Por Waldo Fernández.

Un factor importante para cualquier sistema de gobierno es lo que mandata la Constitución Política en su artículo 134, que en pocas palabras es evaluar en qué se gasta y cómo el dinero público en las entidades federativas, municipios, y las Alcaldías en la Ciudad de México, es decir, “la evaluación de los resultados del gasto público”, lo que significa hacer el diagnostico para saber si vamos por buen camino, utilizando los recursos de manera transparente y eficaz.

Dicha evaluación nos ayuda a detectar las actuaciones de nuestros servidores públicos, y en su caso, tener los elementos para fincar responsabilidades, ya que, al evaluar el gasto público, por ende, se evalúan las políticas públicas realizadas.

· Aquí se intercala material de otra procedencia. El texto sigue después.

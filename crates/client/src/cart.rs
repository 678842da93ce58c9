//! Cart and wishlist stores.
//!
//! A cart line is uniquely keyed by (product, size, color): adding the same
//! combination again merges into the existing line. Quantity never reaches
//! zero in a stored line; an update to zero removes the line instead. All
//! mutations are synchronous and immediately observable.

use denfit_core::{Product, ProductId};
use rust_decimal::Decimal;

/// Composite identity of a cart line.
#[derive(Debug, Clone, PartialEq, Eq, Hash)]
pub struct LineKey {
    pub product_id: ProductId,
    pub size: String,
    pub color: String,
}

impl LineKey {
    /// Build a key from its parts.
    #[must_use]
    pub fn new(product_id: ProductId, size: impl Into<String>, color: impl Into<String>) -> Self {
        Self {
            product_id,
            size: size.into(),
            color: color.into(),
        }
    }
}

/// A line item: a product snapshot plus quantity and chosen variant.
///
/// Invariant: `quantity >= 1`.
#[derive(Debug, Clone, PartialEq)]
pub struct CartLine {
    pub product: Product,
    pub quantity: u32,
    pub size: String,
    pub color: String,
}

impl CartLine {
    /// The composite key identifying this line.
    #[must_use]
    pub fn key(&self) -> LineKey {
        LineKey::new(self.product.id, self.size.clone(), self.color.clone())
    }

    /// Line total (unit price times quantity).
    #[must_use]
    pub fn line_total(&self) -> Decimal {
        self.product.price * Decimal::from(self.quantity)
    }
}

/// Outcome of an add-to-cart mutation, used by the caller to word the
/// confirmation toast.
#[derive(Debug, Clone, Copy, PartialEq, Eq)]
pub enum AddToCart {
    /// A new line was appended with quantity 1.
    Added,
    /// An existing line's quantity was incremented to this value.
    Merged(u32),
}

/// In-memory cart store. Lines keep insertion order.
#[derive(Debug, Default)]
pub struct CartStore {
    lines: Vec<CartLine>,
}

impl CartStore {
    /// Create an empty cart.
    #[must_use]
    pub fn new() -> Self {
        Self::default()
    }

    /// Add one unit of (product, size, color), merging into an existing line
    /// if the composite key matches. Always succeeds.
    pub fn add(&mut self, product: Product, size: &str, color: &str) -> AddToCart {
        if let Some(line) = self
            .lines
            .iter_mut()
            .find(|l| l.product.id == product.id && l.size == size && l.color == color)
        {
            line.quantity += 1;
            return AddToCart::Merged(line.quantity);
        }

        self.lines.push(CartLine {
            product,
            quantity: 1,
            size: size.to_owned(),
            color: color.to_owned(),
        });
        AddToCart::Added
    }

    /// Delete a line. No error if absent.
    pub fn remove(&mut self, key: &LineKey) {
        self.lines.retain(|line| line.key() != *key);
    }

    /// Set a line's quantity.
    ///
    /// Zero removes the line; any other value is stored as given (minimum 1).
    /// Absent lines are ignored.
    pub fn update_quantity(&mut self, key: &LineKey, quantity: u32) {
        if quantity == 0 {
            self.remove(key);
            return;
        }
        if let Some(line) = self.lines.iter_mut().find(|l| l.key() == *key) {
            line.quantity = quantity.max(1);
        }
    }

    /// Remove all lines.
    pub fn clear(&mut self) {
        self.lines.clear();
    }

    /// Lines in insertion order.
    #[must_use]
    pub fn lines(&self) -> &[CartLine] {
        &self.lines
    }

    /// Sum of line totals.
    #[must_use]
    pub fn subtotal(&self) -> Decimal {
        self.lines.iter().map(CartLine::line_total).sum()
    }

    /// Total unit count across all lines.
    #[must_use]
    pub fn total_items(&self) -> u32 {
        self.lines.iter().map(|line| line.quantity).sum()
    }

    /// Whether the cart has no lines.
    #[must_use]
    pub fn is_empty(&self) -> bool {
        self.lines.is_empty()
    }
}

/// In-memory wishlist store with set semantics per product id.
#[derive(Debug, Default)]
pub struct WishlistStore {
    items: Vec<Product>,
}

impl WishlistStore {
    /// Create an empty wishlist.
    #[must_use]
    pub fn new() -> Self {
        Self::default()
    }

    /// Add a product. Returns `false` (and leaves the list unchanged) if the
    /// product id is already present.
    pub fn add(&mut self, product: Product) -> bool {
        if self.contains(product.id) {
            return false;
        }
        self.items.push(product);
        true
    }

    /// Idempotent delete by product id.
    pub fn remove(&mut self, product_id: ProductId) {
        self.items.retain(|item| item.id != product_id);
    }

    /// Remove and return a product, for move-to-cart.
    pub fn take(&mut self, product_id: ProductId) -> Option<Product> {
        let pos = self.items.iter().position(|item| item.id == product_id)?;
        Some(self.items.remove(pos))
    }

    /// Whether the product id is present.
    #[must_use]
    pub fn contains(&self, product_id: ProductId) -> bool {
        self.items.iter().any(|item| item.id == product_id)
    }

    /// Items in insertion order.
    #[must_use]
    pub fn items(&self) -> &[Product] {
        &self.items
    }
}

Ahora bien, en el caso de mi estado, Nuevo León, existen diversas instancias que son las encargadas de custodiar y evaluar la eficacia en la utilización del gasto público, como la Coordinación Ejecutiva de la Administración Pública y el Consejo Nuevo León para la Planeación Estratégica, recordando que la CEAPE, entre sus facultades, es la encargada de coordinar la elaboración del PND, así como del Informe de Gobierno; de la mano del CONL, realizan una evaluación anual de la implementación del Plan Estratégico para Nuevo León 2015-2030, lo que los convierte en una parte estratégica para el desarrollo y bienestar del estado y de todas y todos lo neoloneses.

Derivado de esta responsabilidad y comprometidos con la evaluación, se llevaron a cabo diversos espacios de análisis y discusión en torno al monitoreo y evaluación de políticas públicas, en el marco de la Semana de la Evaluación 2019; por su parte, el Gobierno del Estado a través de la CEAPE, convocó al panel “La Evaluación como Herramienta del Desarrollo”, donde se pudieron adquirir conclusiones entre las que destacaron que la evaluación es para mejorar, que es un proceso de aprendizaje, la evaluación no sólo son números, por lo que los datos duros nos dicen una cosa pero la percepción de la gente es otra; la evaluación es imprescindible aunque se tengan recursos escasos, debe ser de calidad, además, mientras más evaluación, tendremos más efectos y soluciones; debe ser legítima, lo que sin duda da confianza en nuestras instituciones.

Concluyo diciendo que la evaluación es una parte fundamental de cualquier administración, ya que, gracias a esto, las y los ciudadanos podemos entender en qué se utiliza el dinero público y nos ayuda a poder evaluar de manera personal a nuestros servidores públicos y poder tomar las decisiones adecuadas, por lo que no sólo se evalúa el gasto, sino también al servidor.